On the Hook

March 12, 2013

The over-arching theme of interscholastic athletic administration today is the health and safety of our student participants.  It’s always our most important concern but now, by both self-serving and serious advocates, it’s being made a political football – actually more like a soccer ball being kicked back and forth and back again, resulting in about as much chance of scoring any positive goals as a World Cup soccer game will have in scoring any goals at all.

We are daily being distracted, and taken off our tasks, by symbolic more than substantive proposals to require this, that or the other thing to protect children from the risk of injury – regardless of grassroots input and without regard to grassroots resources.  Zealous advocates for child safety wish to protect children from any risk of physical exertion, while in the next breath they complain of youth inactivity and obesity.  And those who are trying to increase participation AND the quality of that experience – that’s us – become the targets of criticism.  Often, those who have never done anything, blame those who have done a lot, for not doing enough.

Our frustration is flowing from the health and safety “idea du jour” to which we must respond, knowing that every time we fail to gush over some legislator’s or advocate’s notion, we invite the characterization that we are uncaring, lazy or arrogant, or all of the above.  What we are doing is protecting schools from ubiquitous, onerous mandates which no one else in the school community is taking notice of because, appropriately, they are focused on the impossible task of providing an ever-expanding list of required services to an ever-increasing percentage of school-aged children with an ever-increasing list of problems, with the expectation that all of them will perform at ever-improving levels of achievement.

But even with all these disclaimers, I can’t let us off the hook.  There are some things we can do and must do to better meet our highest calling in educational athletics which, if we’ve lost sight of it in the confusing clutter of challenges, is not only to do no harm physically to students but also to help instill in them healthy habits for the rest of their lives.
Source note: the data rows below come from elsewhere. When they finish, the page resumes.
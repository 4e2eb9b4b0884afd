use super::types::{
    Booking, BookingId, BookingStatus, Provider, ProviderId, Review, ReviewId, User, UserId,
};
use super::{BookingAggregate, DataStore, NewBooking, ReviewAggregate};
use crate::error::{Error, Result};
use crate::notify::{NewNotification, Notification, NotificationSink};
use crate::scoring::{HonorBreakdown, ScoreInputs};
use chrono::Utc;
use serde::{Deserialize, Serialize};
use std::sync::{Mutex, MutexGuard};

fn default_version() -> u32 {
    1
}

/// The full marketplace dataset, as persisted to the JSON store file.
#[derive(Debug, Clone, Serialize, Deserialize)]
pub struct StoreData {
    #[serde(default = "default_version")]
    pub version: u32,
    #[serde(default)]
    pub users: Vec<User>,
    #[serde(default)]
    pub providers: Vec<Provider>,
    #[serde(default)]
    pub bookings: Vec<Booking>,
    #[serde(default)]
    pub reviews: Vec<Review>,
    #[serde(default)]
    pub notifications: Vec<Notification>,
}

impl Default for StoreData {
    fn default() -> Self {
        Self {
            version: 1,
            users: Vec::new(),
            providers: Vec::new(),
            bookings: Vec::new(),
            reviews: Vec::new(),
            notifications: Vec::new(),
        }
    }
}

/// In-memory [`DataStore`] used by the CLI and tests.
///
/// A single mutex guards the whole dataset. `recompute_honor_score` holds
/// it across the aggregate reads, the compute, and the `honor_score`
/// write, so a concurrent completion for the same provider cannot slip a
/// stale score in between. That is the lost-update guard the score
/// updater relies on.
pub struct MemoryStore {
    inner: Mutex<StoreData>,
}

impl MemoryStore {
    pub fn new() -> Self {
        Self::from_data(StoreData::default())
    }

    pub fn from_data(data: StoreData) -> Self {
        Self {
            inner: Mutex::new(data),
        }
    }

    /// Clone of the current dataset, for persisting back to disk.
    pub fn snapshot(&self) -> Result<StoreData> {
        Ok(self.lock()?.clone())
    }

    fn lock(&self) -> Result<MutexGuard<'_, StoreData>> {
        self.inner
            .lock()
            .map_err(|_| Error::Persistence("store lock poisoned".to_string()))
    }
}

impl Default for MemoryStore {
    fn default() -> Self {
        Self::new()
    }
}

fn find_provider(data: &StoreData, provider_id: ProviderId) -> Result<&Provider> {
    data.providers
        .iter()
        .find(|p| p.id == provider_id)
        .ok_or(Error::ProviderNotFound(provider_id))
}

fn find_provider_mut(data: &mut StoreData, provider_id: ProviderId) -> Result<&mut Provider> {
    data.providers
        .iter_mut()
        .find(|p| p.id == provider_id)
        .ok_or(Error::ProviderNotFound(provider_id))
}

fn review_aggregate_of(data: &StoreData, provider_id: ProviderId) -> ReviewAggregate {
    let ratings: Vec<f64> = data
        .reviews
        .iter()
        .filter(|r| r.provider_id == provider_id)
        .map(|r| r.rating as f64)
        .collect();
    if ratings.is_empty() {
        ReviewAggregate::default()
    } else {
        ReviewAggregate {
            avg_rating: ratings.iter().sum::<f64>() / ratings.len() as f64,
            review_count: ratings.len() as u64,
        }
    }
}

fn booking_aggregate_of(data: &StoreData, provider_id: ProviderId) -> BookingAggregate {
    let mut agg = BookingAggregate::default();
    for booking in data.bookings.iter().filter(|b| b.provider_id == provider_id) {
        agg.total += 1;
        if booking.status == BookingStatus::Completed {
            agg.completed += 1;
        }
        if booking.status.is_committed() {
            agg.committed += 1;
        }
        if booking.status.is_responded() {
            agg.responded += 1;
        }
    }
    agg
}

impl DataStore for MemoryStore {
    fn provider(&self, provider_id: ProviderId) -> Result<Provider> {
        let data = self.lock()?;
        find_provider(&data, provider_id).cloned()
    }

    fn review_aggregate(&self, provider_id: ProviderId) -> Result<ReviewAggregate> {
        let data = self.lock()?;
        find_provider(&data, provider_id)?;
        Ok(review_aggregate_of(&data, provider_id))
    }

    fn booking_aggregate(&self, provider_id: ProviderId) -> Result<BookingAggregate> {
        let data = self.lock()?;
        find_provider(&data, provider_id)?;
        Ok(booking_aggregate_of(&data, provider_id))
    }

    // All three aggregate reads under one lock acquisition.
    fn score_inputs(&self, provider_id: ProviderId) -> Result<ScoreInputs> {
        let data = self.lock()?;
        let provider = find_provider(&data, provider_id)?;
        let reviews = review_aggregate_of(&data, provider_id);
        let bookings = booking_aggregate_of(&data, provider_id);
        Ok(ScoreInputs {
            avg_rating: reviews.avg_rating,
            review_count: reviews.review_count,
            completed: bookings.completed,
            committed: bookings.committed,
            responded: bookings.responded,
            total_bookings: bookings.total,
            experience_years: provider.experience_years,
        })
    }

    fn persist_honor_score(&self, provider_id: ProviderId, score: f64) -> Result<()> {
        let mut data = self.lock()?;
        find_provider_mut(&mut data, provider_id)?.honor_score = score;
        Ok(())
    }

    // Fetch, compute, and persist under one lock acquisition.
    fn recompute_honor_score(
        &self,
        provider_id: ProviderId,
        compute: &dyn Fn(&ScoreInputs) -> HonorBreakdown,
    ) -> Result<HonorBreakdown> {
        let mut data = self.lock()?;
        let provider = find_provider(&data, provider_id)?;
        let reviews = review_aggregate_of(&data, provider_id);
        let bookings = booking_aggregate_of(&data, provider_id);
        let inputs = ScoreInputs {
            avg_rating: reviews.avg_rating,
            review_count: reviews.review_count,
            completed: bookings.completed,
            committed: bookings.committed,
            responded: bookings.responded,
            total_bookings: bookings.total,
            experience_years: provider.experience_years,
        };
        let breakdown = compute(&inputs);
        find_provider_mut(&mut data, provider_id)?.honor_score = breakdown.total;
        Ok(breakdown)
    }

    fn verified_providers(&self) -> Result<Vec<ProviderId>> {
        let data = self.lock()?;
        Ok(data
            .providers
            .iter()
            .filter(|p| p.is_verified)
            .map(|p| p.id)
            .collect())
    }

    fn booking(&self, booking_id: BookingId) -> Result<Booking> {
        let data = self.lock()?;
        data.bookings
            .iter()
            .find(|b| b.id == booking_id)
            .cloned()
            .ok_or(Error::BookingNotFound(booking_id))
    }

    fn set_booking_status(&self, booking_id: BookingId, status: BookingStatus) -> Result<()> {
        let mut data = self.lock()?;
        let booking = data
            .bookings
            .iter_mut()
            .find(|b| b.id == booking_id)
            .ok_or(Error::BookingNotFound(booking_id))?;
        booking.status = status;
        Ok(())
    }

    fn create_booking(&self, new: NewBooking, total_amount: f64) -> Result<BookingId> {
        let mut data = self.lock()?;
        find_provider(&data, new.provider_id)?;
        let id = data.bookings.iter().map(|b| b.id).max().unwrap_or(0) + 1;
        data.bookings.push(Booking {
            id,
            user_id: new.user_id,
            provider_id: new.provider_id,
            status: BookingStatus::Pending,
            booking_date: new.booking_date,
            estimated_hours: new.estimated_hours,
            total_amount,
            description: new.description,
            created_at: Utc::now(),
        });
        Ok(id)
    }

    fn increment_total_jobs(&self, provider_id: ProviderId) -> Result<()> {
        let mut data = self.lock()?;
        find_provider_mut(&mut data, provider_id)?.total_jobs += 1;
        Ok(())
    }

    fn create_review(
        &self,
        booking_id: BookingId,
        user_id: UserId,
        provider_id: ProviderId,
        rating: u8,
        comment: Option<String>,
    ) -> Result<ReviewId> {
        let mut data = self.lock()?;
        let booking = data
            .bookings
            .iter()
            .find(|b| b.id == booking_id)
            .ok_or(Error::BookingNotFound(booking_id))?;
        if booking.status != BookingStatus::Completed {
            return Err(Error::ReviewRequiresCompletion(booking_id));
        }
        if data.reviews.iter().any(|r| r.booking_id == booking_id) {
            return Err(Error::AlreadyReviewed(booking_id));
        }
        let id = data.reviews.iter().map(|r| r.id).max().unwrap_or(0) + 1;
        data.reviews.push(Review {
            id,
            booking_id,
            user_id,
            provider_id,
            rating,
            comment,
            created_at: Utc::now(),
        });
        Ok(id)
    }

    fn update_provider_rating(
        &self,
        provider_id: ProviderId,
        rating: f64,
        total_reviews: u64,
    ) -> Result<()> {
        let mut data = self.lock()?;
        let provider = find_provider_mut(&mut data, provider_id)?;
        provider.rating = rating;
        provider.total_reviews = total_reviews;
        Ok(())
    }

    fn user_name(&self, user_id: UserId) -> Result<Option<String>> {
        let data = self.lock()?;
        Ok(data
            .users
            .iter()
            .find(|u| u.id == user_id)
            .map(|u| u.full_name.clone()))
    }

    fn mark_notification_read(&self, notification_id: u64) -> Result<()> {
        let mut data = self.lock()?;
        let notification = data
            .notifications
            .iter_mut()
            .find(|n| n.id == notification_id)
            .ok_or(Error::NotificationNotFound(notification_id))?;
        notification.is_read = true;
        Ok(())
    }
}

/// The store doubles as the notification sink: delivered notifications land
/// in the notifications table, where the app polls for them.
impl NotificationSink for MemoryStore {
    fn emit(&self, notification: NewNotification) -> Result<()> {
        let mut data = self.lock()?;
        let id = data.notifications.iter().map(|n| n.id).max().unwrap_or(0) + 1;
        data.notifications.push(Notification {
            id,
            recipient: notification.recipient,
            kind: notification.kind,
            title: notification.title,
            message: notification.message,
            related_booking_id: notification.related_booking_id,
            is_read: false,
            created_at: Utc::now(),
        });
        Ok(())
    }
}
Consistent with this high calling, we have obligations to do some critically important things – sometimes in spite of outside interference and sometimes beyond that interference – and do so without delay.  It is about those things that I have been commenting most these past few months, and will continue to address.

Long-Term Effects?

November 4, 2014

A recent report of NBC News has raised concern for the possibility that prolonged exposure to one of the latest versions of artificial turf might contribute to the chances that a person will contract some forms of cancer. This came as cruel irony to many who have raised funds for and installed the latest facilities that were intended to be much healthier both for participants and our environment.

It is reported that the millions of old tires that have been diverted from landfills and then ground up and spread to soften artificial playing surfaces may release elements that contribute to disease for those who spend enough time on those surfaces. Touted to be softer and protect participants from joint injuries and concussions, and advertised to promote a healthier environment by recycling old tires and avoiding the need to constantly fertilize and water natural grass fields, it’s now being suggested that this artificial product may be the less healthy alternative for participants and the environment.

As of this writing, the health benefits of current generation artificial turf are well documented, while the health risks are unproven – there is anecdotal evidence, for example, that soccer goalies who have spent many hours per week for many years diving and rolling on the new turf may have ingested unhealthy levels of the tiny black rubber pellets that give the artificial turf its soft “natural” feel.

Nevertheless, this situation is a humbling reminder of how difficult it is to assess all of the unintended consequences in the future of our actions in the present. How might a product that solves many obvious problems be anticipated to have a link to a hidden illness many years later? How might a person who plays a single sport many hours each day all year long anticipate the overuse injuries or other illnesses that such an obsession or devotion might cause?

The questions being raised about the long-term effects of long-term interaction with today’s artificial turf remind us once again to seek moderation in how much we do of any one thing and to seek humility when we think we’ve accomplished something. One seldom can be certain of what is good for us and what is not; and sometimes even the long view of things is not long enough to know.